Department of Surgery, Faculty of Medicine, University of Alexandria, Ramleh Station, Alexandria, Egypt.
Dis Colon Rectum. 2010 Aug;53(8):1161-7. doi: 10.1007/DCR.0b013e3181e1a1e9.
PURPOSE: This study was designed to compare the outcome of LigaSure hemorrhoidectomy and stapled hemorrhoidopexy for prolapsed hemorrhoids. METHODS: Consecutive patients with grade III or IV hemorrhoids were randomly assigned to undergo either LigaSure hemorrhoidectomy or stapled hemorrhoidopexy. Data on patient demographic and clinical characteristics, operative details, postoperative pain score on a visual analog scale, number of parenteral analgesic injections, duration of hospital stay, and time to return to work were all prospectively collected. Postoperative complications and recurrence of prolapse were also recorded. Patients were regularly followed for a total period of 12 months. RESULTS: A total of 68 patients completed the study (34 per group). Patient demographic and clinical characteristics were similar in the 2 groups. No significant differences between LigaSure hemorrhoidectomy and stapled hemorrhoidopexy were observed in mean operating time, postoperative pain score, number of parenteral analgesic injections, duration of hospital stay, or time to return to work. The groups were also similar regarding postoperative complications, except that at 4 weeks postoperatively, residual prolapse was observed in 8 patients (23.5%) in the stapled hemorrhoidopexy group vs. 2 patients (5.9%) in the LigaSure group (P = .040). Rate of recurrence of prolapse at 1 year was higher with stapled hemorrhoidopexy (4 patients, 11.8%) than with the LigaSure procedure (1 patient, 2.9%), but the difference was not significant (P = .163). CONCLUSIONS: LigaSure hemorrhoidectomy and stapled hemorrhoidopexy yield comparable good results, with a short operative time and minimal side effects in the treatment of grade III and IV hemorrhoids, but with a lower rate of residual prolapse for the LigaSure procedure. Both procedures offer low levels of postoperative pain and therefore are excellent therapeutic options for prolapsed grade III and IV hemorrhoids. A larger controlled study is needed to reach solid conclusions regarding risk of postoperative recurrence of hemorrhoidal prolapse.

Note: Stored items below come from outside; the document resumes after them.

//! Inbound dispatch: receive, route to the engine, reply.

use std::sync::Arc;

use crate::engine::GossipEngine;
use crate::error::{Result, SyncError};
use crate::messages::{kinds, Body, ErrorBody, Message, Payload};
use crate::transport::Transport;

/// Serves inbound messages from a transport until it closes.
///
/// Each message is handled on its own task, so a slow reply never holds up
/// the next request.
pub struct Server<T: Transport> {
    engine: Arc<GossipEngine<T>>,
    transport: Arc<T>,
}

impl<T: Transport + 'static> Server<T> {
    /// Create a server for `engine`, reading from `transport`.
    pub fn new(engine: Arc<GossipEngine<T>>, transport: Arc<T>) -> Self {
        Self { engine, transport }
    }

    /// Receive and dispatch until the transport reports [`SyncError::Closed`].
    ///
    /// Any other receive error is returned to the caller.
    pub async fn run(&self) -> Result<()> {
        loop {
            let message = match self.transport.recv().await {
                Ok(message) => message,
                Err(SyncError::Closed) => {
                    tracing::info!(node = %self.engine.node_id(), "transport closed");
                    return Ok(());
                }
                Err(e) => return Err(e),
            };

            let engine = Arc::clone(&self.engine);
            let transport = Arc::clone(&self.transport);
            tokio::spawn(async move {
                respond(&engine, transport.as_ref(), message).await;
            });
        }
    }
}

/// Whether `body` answers an earlier request rather than asking for work.
///
/// Replies are never answered, so two nodes cannot trade error replies.
fn is_reply(body: &Body) -> bool {
    body.in_reply_to.is_some() || body.kind == kinds::ERROR || body.kind.ends_with("_ok")
}

/// Handle one message and send whatever reply it calls for.
async fn respond<T: Transport>(engine: &GossipEngine<T>, transport: &T, message: Message) {
    tracing::debug!(
        node = %engine.node_id(),
        src = %message.src,
        kind = %message.body.kind,
        "received"
    );

    if is_reply(&message.body) {
        tracing::debug!(
            node = %engine.node_id(),
            src = %message.src,
            kind = %message.body.kind,
            in_reply_to = ?message.body.in_reply_to,
            "dropping unsolicited reply"
        );
        return;
    }

    let reply = match engine.handle(&message) {
        Ok(Some(payload)) => payload,
        Ok(None) => return,
        Err(e) => {
            tracing::warn!(
                node = %engine.node_id(),
                src = %message.src,
                kind = %message.body.kind,
                "request failed: {}",
                e
            );
            // Only requests that can be correlated get an error back, and
            // propagate is never answered.
            if message.body.msg_id.is_none() || message.body.kind == kinds::PROPAGATE {
                return;
            }
            Payload::Error(ErrorBody::from(&e))
        }
    };

    let sent = match Body::from_payload(&reply) {
        Ok(body) => transport.reply(&message, body).await,
        Err(e) => Err(e),
    };
    if let Err(e) = sent {
        tracing::debug!(node = %engine.node_id(), dest = %message.src, "reply failed: {}", e);
    }
}

#[cfg(test)]
mod tests {
    use super::*;
    use crate::engine::GossipConfig;
    use crate::messages::{kinds, BroadcastRequest, ErrorCode, PropagateRequest, ReadOk};
    use crate::transport::memory::MemoryNetwork;
    use murmur_core::{NodeId, Value};
    use serde_json::json;
    use std::time::Duration;

    const TIMEOUT: Duration = Duration::from_secs(1);

    async fn serve(network: &Arc<MemoryNetwork>, id: &str) -> Arc<GossipEngine<crate::MemoryTransport>> {
        let transport = Arc::new(network.create_transport(id.into()).await);
        let engine = Arc::new(GossipEngine::new(Arc::clone(&transport), GossipConfig::default()));
        let server = Server::new(Arc::clone(&engine), transport);
        tokio::spawn(async move { server.run().await });
        engine
    }

    #[tokio::test]
    async fn test_broadcast_then_read() {
        let network = MemoryNetwork::new();
        let _n1 = serve(&network, "n1").await;
        let client = network.create_client_transport("c1".into()).await;
        let n1 = NodeId::from("n1");

        let ack = client
            .request(&n1, &Payload::Broadcast(BroadcastRequest { message: Value(42) }), TIMEOUT)
            .await
            .unwrap()
            .unwrap();
        assert_eq!(ack.body.kind, kinds::BROADCAST_OK);

        let reply = client.request(&n1, &Payload::Read, TIMEOUT).await.unwrap().unwrap();
        assert_eq!(
            reply.body.to_payload().unwrap(),
            Payload::ReadOk(ReadOk { messages: vec![Value(42)] })
        );
    }

    #[tokio::test]
    async fn test_missing_topology_entry_is_reported() {
        let network = MemoryNetwork::new();
        let engine = serve(&network, "n1").await;
        let client = network.create_client_transport("c1".into()).await;

        let body = Body {
            kind: kinds::TOPOLOGY.into(),
            msg_id: Some(1),
            in_reply_to: None,
            fields: serde_json::from_value(json!({"topology": {"n2": ["n3"]}})).unwrap(),
        };
        client.send(&"n1".into(), body).await.unwrap();

        let reply = client.recv_timeout(TIMEOUT).await.unwrap().unwrap();
        assert_eq!(reply.body.in_reply_to, Some(1));
        let Payload::Error(error) = reply.body.to_payload().unwrap() else {
            panic!("expected error reply");
        };
        assert_eq!(error.code, ErrorCode::MalformedRequest);
        assert!(engine.neighbors().is_empty());
    }

    #[tokio::test]
    async fn test_propagate_gets_no_reply() {
        let network = MemoryNetwork::new();
        let engine = serve(&network, "n1").await;
        let peer = network.create_transport("n2".into()).await;

        let body = Body::from_payload(&Payload::Propagate(PropagateRequest {
            messages: vec![Value(1), Value(2)],
            src: "n2".into(),
        }))
        .unwrap();
        peer.send(&"n1".into(), body).await.unwrap();

        let nothing = peer.recv_timeout(Duration::from_millis(50)).await.unwrap();
        assert!(nothing.is_none());
        assert_eq!(engine.values().len(), 2);
    }

    #[tokio::test]
    async fn test_unknown_type_reports_not_supported() {
        let network = MemoryNetwork::new();
        let _n1 = serve(&network, "n1").await;
        let client = network.create_client_transport("c1".into()).await;

        let body = Body {
            kind: "txn".into(),
            msg_id: Some(4),
            in_reply_to: None,
            fields: Default::default(),
        };
        client.send(&"n1".into(), body).await.unwrap();

        let reply = client.recv_timeout(TIMEOUT).await.unwrap().unwrap();
        assert_eq!(reply.body.fields.get("code"), Some(&json!(10)));
    }

    #[tokio::test(start_paused = true)]
    async fn test_error_replies_are_not_answered() {
        let network = MemoryNetwork::new();
        let _n1 = serve(&network, "n1").await;

        let transport = Arc::new(network.create_transport("n2".into()).await);
        let n2 = Arc::new(GossipEngine::new(Arc::clone(&transport), GossipConfig::default()));
        let server = Server::new(n2, Arc::clone(&transport));
        tokio::spawn(async move { server.run().await });

        // n1 cannot handle this; its error reply must end the exchange at n2.
        let body = Body {
            kind: "txn".into(),
            msg_id: Some(1),
            in_reply_to: None,
            fields: Default::default(),
        };
        transport.send(&"n1".into(), body).await.unwrap();

        tokio::time::sleep(Duration::from_millis(100)).await;
        let settled = network.delivered();
        tokio::time::sleep(Duration::from_millis(100)).await;

        assert_eq!(settled, 2);
        assert_eq!(network.delivered(), settled);
    }

    #[tokio::test]
    async fn test_malformed_propagate_gets_no_reply() {
        let network = MemoryNetwork::new();
        let engine = serve(&network, "n1").await;
        let peer = network.create_transport("n2".into()).await;

        let body = Body {
            kind: kinds::PROPAGATE.into(),
            msg_id: Some(3),
            in_reply_to: None,
            fields: serde_json::from_value(json!({"messages": ["x"], "src": "n2"})).unwrap(),
        };
        peer.send(&"n1".into(), body).await.unwrap();

        let nothing = peer.recv_timeout(Duration::from_millis(50)).await.unwrap();
        assert!(nothing.is_none());
        assert!(engine.values().is_empty());
    }

    #[tokio::test]
    async fn test_unsolicited_error_is_dropped() {
        let network = MemoryNetwork::new();
        let _n1 = serve(&network, "n1").await;
        let peer = network.create_transport("n2".into()).await;

        let body = Body::from_payload(&Payload::Error(ErrorBody {
            code: ErrorCode::NotSupported,
            text: "txn".into(),
        }))
        .unwrap()
        .with_msg_id(5);
        peer.send(&"n1".into(), body).await.unwrap();

        let nothing = peer.recv_timeout(Duration::from_millis(50)).await.unwrap();
        assert!(nothing.is_none());
    }
}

目的:本研究旨在比较 LigaSure 痔切除术和吻合器痔上黏膜环切术治疗脱垂痔的疗效。
方法:连续患有 III 度或 IV 度痔的患者被随机分配接受 LigaSure 痔切除术或吻合器痔上黏膜环切术。前瞻性收集患者的人口统计学和临床特征、手术细节、术后视觉模拟评分的疼痛评分、注射止痛药的次数、住院时间和恢复工作的时间。还记录了术后并发症和脱垂复发情况。患者定期随访 12 个月。
结果:共有 68 例患者完成了研究(每组 34 例)。两组患者的人口统计学和临床特征相似。LigaSure 痔切除术和吻合器痔上黏膜环切术在手术时间、术后疼痛评分、注射止痛药的次数、住院时间和恢复工作的时间方面无显著差异。两组在术后并发症方面也相似,只是在术后 4 周时,吻合器痔上黏膜环切术组有 8 例(23.5%)出现残留脱垂,而 LigaSure 组只有 2 例(5.9%)(P =.040)。1 年后脱垂复发率吻合器痔上黏膜环切术组(4 例,11.8%)高于 LigaSure 组(1 例,2.9%),但差异无统计学意义(P =.163)。
结论:LigaSure 痔切除术和吻合器痔上黏膜环切术治疗 III 度和 IV 度痔均能获得良好的效果,手术时间短,副作用小,但 LigaSure 组残留脱垂的发生率较低。两种手术均能减轻术后疼痛,因此是治疗 III 度和 IV 度脱垂痔的极好选择。需要更大的对照研究来确定吻合器痔上黏膜环切术治疗痔脱垂术后复发的风险。